Preclinical Data on Novel Arenaviral HIV Therapeutic Vaccines Presented at Keystone Symposium
June 03 2022 - 07:00AM
GlobeNewswire Inc.
HOOKIPA Pharma Inc. (NASDAQ: HOOK, ‘HOOKIPA’), a company developing
a new class of immunotherapeutics based on its proprietary
arenavirus platform, announced preclinical data, in collaboration
with Gilead Sciences, Inc., on arenaviral therapeutic vaccines that
are being studied as a component of a potential functional curative
regimen for human immunodeficiency virus (HIV). These data
presented at the Keystone Symposium: Progress in Vaccine
Development for Infectious Disease in Breckenridge, Colorado
highlight robust and high-quality immune responses following
administration of replicating arenaviral therapeutic vaccines.
“These preclinical data highlight the potential
of our novel arenaviral platform to deliver new options to treat
HIV,” said Joern Aldag, Chief Executive Officer at HOOKIPA. “As
we’ve demonstrated in oncology, our arenaviral therapeutics induce
robust and high-quality antigen-specific immune responses. The
preclinical data highlight our 2-vector approach with intramuscular
administration as optimal based on immune responses.”
Together, the preclinical data on the HIV
arenaviral program support clinical development as a component of a
potential HIV therapeutic. The analyses were conducted with a
simian immunodeficiency virus (SIV) model, commonly used in a
preclinical setting as an analog to HIV. Data presented in an oral
presentation (poster 2019) explored systemic immune response in the
blood to help determine the ideal arenaviral technology
(replicating or non-replicating), route of administration and
dosing frequency. The study showed both single-vector and
alternating 2-vector therapy induced robust antigen-specific T cell
and antibody responses in nonhuman primates. The 2-vector approach
elicited a significantly greater T cell response than single-vector
therapy, and intramuscular administration showed a modest benefit
over intravenous administration in both the magnitude of T cell
response and the consistency and durability of antibody
response.
Preclinical data in a separate poster
presentation (poster 1019) showed the breadth and quality of the
immune response with intramuscular administration of arenaviral
therapeutic vaccines. Specifically, alternating 2-vector therapy
generated robust antigen-specific immune responses throughout the
body – in peripheral blood mononuclear cells (PBMCs), rectal mucosa
and lymph nodes, all of which are important sites for HIV
replication and/or transmission. The overall response was greater
with the 2-vector approach compared to the single-vector
approach.
About the HIV programHOOKIPA,
in collaboration with Gilead, is exploring the development of an
arenaviral therapeutic vaccine as a component of a potential
functional cure regimen for people with HIV. One single-vector
compound uses Lymphocytic choriomeningitis virus (LCMV) as its
arenaviral backbone; another single-vector compound uses Pichinde
virus (PICV).

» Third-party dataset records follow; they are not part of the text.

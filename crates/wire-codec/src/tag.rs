//! Instruction tags: the byte carried in the high byte of the first
//! `WRITE` word of an instruction.

/// Identifies which instruction a `WRITE` stream begins.
#[derive(Debug, Clone, Copy, PartialEq, Eq)]
#[repr(u8)]
pub enum InstructionTag {
    Move = 0x01,
    Pin = 0x02,
    Laserline = 0x03,
}

impl From<InstructionTag> for u8 {
    fn from(tag: InstructionTag) -> Self {
        tag as u8
    }
}

impl TryFrom<u8> for InstructionTag {
    type Error = crate::DecodeError;

    fn try_from(value: u8) -> Result<Self, Self::Error> {
        match value {
            0x01 => Ok(Self::Move),
            0x02 => Ok(Self::Pin),
            0x03 => Ok(Self::Laserline),
            other => Err(crate::DecodeError::UnknownTag(other)),
        }
    }
}
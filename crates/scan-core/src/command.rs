//! Command byte encoding.

use thiserror::Error;

/// The five command kinds the device parser recognises. Numeric values are
/// stable across the codebase; every other byte value is reserved and the
/// device sets `parse_error` on receipt.
#[derive(Debug, Clone, Copy, PartialEq, Eq)]
#[repr(u8)]
pub enum CommandKind {
    Position = 0x00,
    Read = 0x01,
    Start = 0x02,
    Stop = 0x03,
    Write = 0x04,
}

/// A command byte outside the five assigned values.
#[derive(Debug, Error, Clone, Copy, PartialEq, Eq)]
#[error("reserved command byte {0:#04x}")]
pub struct CommandError(pub u8);

impl From<CommandKind> for u8 {
    fn from(kind: CommandKind) -> Self {
        kind as u8
    }
}

impl TryFrom<u8> for CommandKind {
    type Error = CommandError;

    fn try_from(value: u8) -> Result<Self, Self::Error> {
        match value {
            0x00 => Ok(Self::Position),
            0x01 => Ok(Self::Read),
            0x02 => Ok(Self::Start),
            0x03 => Ok(Self::Stop),
            0x04 => Ok(Self::Write),
            other => Err(CommandError(other)),
        }
    }
}

#[cfg(test)]
mod tests {
    use super::*;

    #[test]
    fn round_trips_every_assigned_value() {
        for kind in [
            CommandKind::Position,
            CommandKind::Read,
            CommandKind::Start,
            CommandKind::Stop,
            CommandKind::Write,
        ] {
            let byte: u8 = kind.into();
            assert_eq!(CommandKind::try_from(byte), Ok(kind));
        }
    }

    #[test]
    fn reserved_byte_is_rejected() {
        assert_eq!(CommandKind::try_from(0x05), Err(CommandError(0x05)));
    }
}
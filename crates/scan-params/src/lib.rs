//! The validated, immutable parameter model.
//!
//! [`Parameters`] is constructed once per session (through
//! [`ParametersBuilder`]) and frozen; every derived constant the segmenter
//! and scanline engine need is computed once here and cached, never
//! recomputed on a hot path.
//!
//! **Open-question resolution.** spec.md lists `bits_per_line` only among
//! the parameter model's *cached derived* values, but also derives it from
//! `ticks_per_half_step`, which is not a base parameter either — the two
//! quantities are only mutually constrained (`window_ticks = bits_per_line
//! * ticks_per_half_step`), not independently determined by `rpm`/`facets`/
//! the scan fractions alone. This implementation resolves the gap by
//! treating `bits_per_line` as a base input (the scan resolution the
//! caller wants — naturally owned by the image/pattern layer upstream of
//! this core) and deriving `ticks_per_half_step` from it. The exactness
//! requirement described for the scanline engine (§4.E) is enforced here,
//! once, at construction, rather than re-checked on every scanline.

mod error;

pub use error::ParamsError;

use scan_core::Direction;

/// Validated, immutable snapshot of operational parameters for one
/// session. Every derived field is computed once in [`ParametersBuilder::build`].
#[derive(Debug, Clone, PartialEq)]
#[cfg_attr(feature = "serde", derive(serde::Serialize, serde::Deserialize))]
pub struct Parameters {
    rpm: f64,
    start_frac: f64,
    end_frac: f64,
    spinup_s: f64,
    stable_s: f64,
    facets: u32,
    direction: Direction,
    single_line: bool,
    single_facet: bool,
    f_motor: u64,
    ticks_move: u64,
    motors: usize,
    bits_per_line: u32,

    ticks_per_facet: u64,
    window_ticks: u64,
    ticks_per_half_step: u64,
    words_per_line: usize,
}

impl Parameters {
    #[must_use]
    pub const fn rpm(&self) -> f64 {
        self.rpm
    }

    #[must_use]
    pub const fn start_frac(&self) -> f64 {
        self.start_frac
    }

    #[must_use]
    pub const fn end_frac(&self) -> f64 {
        self.end_frac
    }

    #[must_use]
    pub const fn spinup_s(&self) -> f64 {
        self.spinup_s
    }

    #[must_use]
    pub const fn stable_s(&self) -> f64 {
        self.stable_s
    }

    #[must_use]
    pub const fn facets(&self) -> u32 {
        self.facets
    }

    #[must_use]
    pub const fn direction(&self) -> Direction {
        self.direction
    }

    #[must_use]
    pub const fn single_line(&self) -> bool {
        self.single_line
    }

    #[must_use]
    pub const fn single_facet(&self) -> bool {
        self.single_facet
    }

    #[must_use]
    pub const fn f_motor(&self) -> u64 {
        self.f_motor
    }

    #[must_use]
    pub const fn ticks_move(&self) -> u64 {
        self.ticks_move
    }

    #[must_use]
    pub const fn motors(&self) -> usize {
        self.motors
    }

    #[must_use]
    pub const fn bits_per_line(&self) -> u32 {
        self.bits_per_line
    }

    #[must_use]
    pub const fn ticks_per_facet(&self) -> u64 {
        self.ticks_per_facet
    }

    #[must_use]
    pub const fn window_ticks(&self) -> u64 {
        self.window_ticks
    }

    #[must_use]
    pub const fn ticks_per_half_step(&self) -> u64 {
        self.ticks_per_half_step
    }

    #[must_use]
    pub const fn words_per_line(&self) -> usize {
        self.words_per_line
    }
}

/// Builder for [`Parameters`], with defaults for the fields spec.md does
/// not require the caller to set explicitly.
#[derive(Debug, Clone)]
pub struct ParametersBuilder {
    rpm: Option<f64>,
    start_frac: Option<f64>,
    end_frac: Option<f64>,
    spinup_s: f64,
    stable_s: f64,
    facets: Option<u32>,
    direction: Direction,
    single_line: bool,
    single_facet: bool,
    f_motor: u64,
    ticks_move: u64,
    motors: usize,
    bits_per_line: Option<u32>,
}

impl Default for ParametersBuilder {
    fn default() -> Self {
        Self {
            rpm: None,
            start_frac: None,
            end_frac: None,
            spinup_s: 1.0,
            stable_s: 1.5,
            facets: None,
            direction: Direction::Forward,
            single_line: false,
            single_facet: false,
            f_motor: 1_000_000,
            ticks_move: 10_000,
            motors: 1,
            bits_per_line: None,
        }
    }
}

impl ParametersBuilder {
    #[must_use]
    pub fn new() -> Self {
        Self::default()
    }

    #[must_use]
    pub fn rpm(mut self, rpm: f64) -> Self {
        self.rpm = Some(rpm);
        self
    }

    #[must_use]
    pub fn fractions(mut self, start_frac: f64, end_frac: f64) -> Self {
        self.start_frac = Some(start_frac);
        self.end_frac = Some(end_frac);
        self
    }

    #[must_use]
    pub fn spinup_s(mut self, spinup_s: f64) -> Self {
        self.spinup_s = spinup_s;
        self
    }

    #[must_use]
    pub fn stable_s(mut self, stable_s: f64) -> Self {
        self.stable_s = stable_s;
        self
    }

    #[must_use]
    pub fn facets(mut self, facets: u32) -> Self {
        self.facets = Some(facets);
        self
    }

    #[must_use]
    pub fn direction(mut self, direction: Direction) -> Self {
        self.direction = direction;
        self
    }

    #[must_use]
    pub fn single_line(mut self, single_line: bool) -> Self {
        self.single_line = single_line;
        self
    }

    #[must_use]
    pub fn single_facet(mut self, single_facet: bool) -> Self {
        self.single_facet = single_facet;
        self
    }

    #[must_use]
    pub fn f_motor(mut self, f_motor: u64) -> Self {
        self.f_motor = f_motor;
        self
    }

    #[must_use]
    pub fn ticks_move(mut self, ticks_move: u64) -> Self {
        self.ticks_move = ticks_move;
        self
    }

    #[must_use]
    pub fn motors(mut self, motors: usize) -> Self {
        self.motors = motors;
        self
    }

    #[must_use]
    pub fn bits_per_line(mut self, bits_per_line: u32) -> Self {
        self.bits_per_line = Some(bits_per_line);
        self
    }

    /// Validate and freeze the parameter set, computing every derived
    /// constant once.
    pub fn build(self) -> Result<Parameters, ParamsError> {
        let rpm = self.rpm.unwrap_or(0.0);
        if rpm <= 0.0 {
            return Err(ParamsError::InvalidRpm(rpm));
        }

        let facets = self.facets.unwrap_or(0);
        if facets == 0 {
            return Err(ParamsError::InvalidFacets);
        }

        let start_frac = self.start_frac.unwrap_or(0.0);
        let end_frac = self.end_frac.unwrap_or(0.0);
        if !(start_frac > 0.0 && start_frac < end_frac && end_frac < 1.0) {
            return Err(ParamsError::InvalidFractions {
                start: start_frac,
                end: end_frac,
            });
        }

        if self.motors == 0 {
            return Err(ParamsError::InvalidMotors);
        }

        let bits_per_line = self.bits_per_line.unwrap_or(0);
        if bits_per_line == 0 {
            return Err(ParamsError::InvalidBitsPerLine);
        }

        if self.ticks_move > scan_core::MAX_TICKS_FIELD {
            return Err(ParamsError::TicksMoveOverflow(self.ticks_move));
        }

        #[allow(clippy::cast_precision_loss, clippy::cast_possible_truncation, clippy::cast_sign_loss)]
        let ticks_per_facet = ((self.f_motor as f64 * 60.0) / (rpm * f64::from(facets))).round() as u64;

        #[allow(clippy::cast_precision_loss, clippy::cast_possible_truncation, clippy::cast_sign_loss)]
        let window_ticks = ((end_frac - start_frac) * ticks_per_facet as f64).floor() as u64;

        if window_ticks % u64::from(bits_per_line) != 0 {
            return Err(ParamsError::WindowUnaligned {
                window_ticks,
                bits_per_line,
            });
        }
        let ticks_per_half_step = window_ticks / u64::from(bits_per_line);

        let words_per_line = (bits_per_line as usize).div_ceil(64);

        Ok(Parameters {
            rpm,
            start_frac,
            end_frac,
            spinup_s: self.spinup_s,
            stable_s: self.stable_s,
            facets,
            direction: self.direction,
            single_line: self.single_line,
            single_facet: self.single_facet,
            f_motor: self.f_motor,
            ticks_move: self.ticks_move,
            motors: self.motors,
            bits_per_line,
            ticks_per_facet,
            window_ticks,
            ticks_per_half_step,
            words_per_line,
        })
    }
}

#[cfg(test)]
mod tests {
    use super::*;

    fn base() -> ParametersBuilder {
        ParametersBuilder::new()
            .rpm(2400.0)
            .facets(4)
            .fractions(0.35, 0.85)
            .f_motor(1_000_000)
            .bits_per_line(625)
    }

    #[test]
    fn worked_example_geometry() {
        let params = base().build().unwrap();
        assert_eq!(params.ticks_per_facet(), 6_250);
        assert_eq!(params.window_ticks(), 3_125);
        assert_eq!(params.ticks_per_half_step(), 5);
        assert_eq!(params.words_per_line(), 10);
    }

    #[test]
    fn rejects_non_positive_rpm() {
        let err = ParametersBuilder::new()
            .rpm(0.0)
            .facets(4)
            .fractions(0.1, 0.9)
            .bits_per_line(1)
            .build();
        assert_eq!(err, Err(ParamsError::InvalidRpm(0.0)));
    }

    #[test]
    fn rejects_out_of_order_fractions() {
        let err = ParametersBuilder::new()
            .rpm(2400.0)
            .facets(4)
            .fractions(0.9, 0.1)
            .bits_per_line(1)
            .build();
        assert!(matches!(err, Err(ParamsError::InvalidFractions { .. })));
    }

    #[test]
    fn rejects_unaligned_window() {
        let err = base().bits_per_line(7).build();
        assert!(matches!(err, Err(ParamsError::WindowUnaligned { .. })));
    }

    #[test]
    fn rejects_ticks_move_overflow() {
        let err = base().ticks_move(scan_core::MAX_TICKS_FIELD + 1).build();
        assert!(matches!(err, Err(ParamsError::TicksMoveOverflow(_))));
    }
}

Both contain the same antigen. The alternating
2-vector approach is designed to further focus the immune response
against the target antigen.
Under the agreement with Gilead, HOOKIPA is
responsible for advancing the HIV program through the completion of
a Phase 1b clinical trial, with funding from Gilead via an upfront
payment and equity purchases. Gilead has the exclusive right to
assume further development of the program thereafter.
These compounds are investigational product
candidates; they are not approved by any regulatory agency for any
use and have not been proven safe or efficacious.
About HIVHIV is one of the
world’s most formidable public health challenges. It is estimated
there are more than 37 million people living with HIV worldwide.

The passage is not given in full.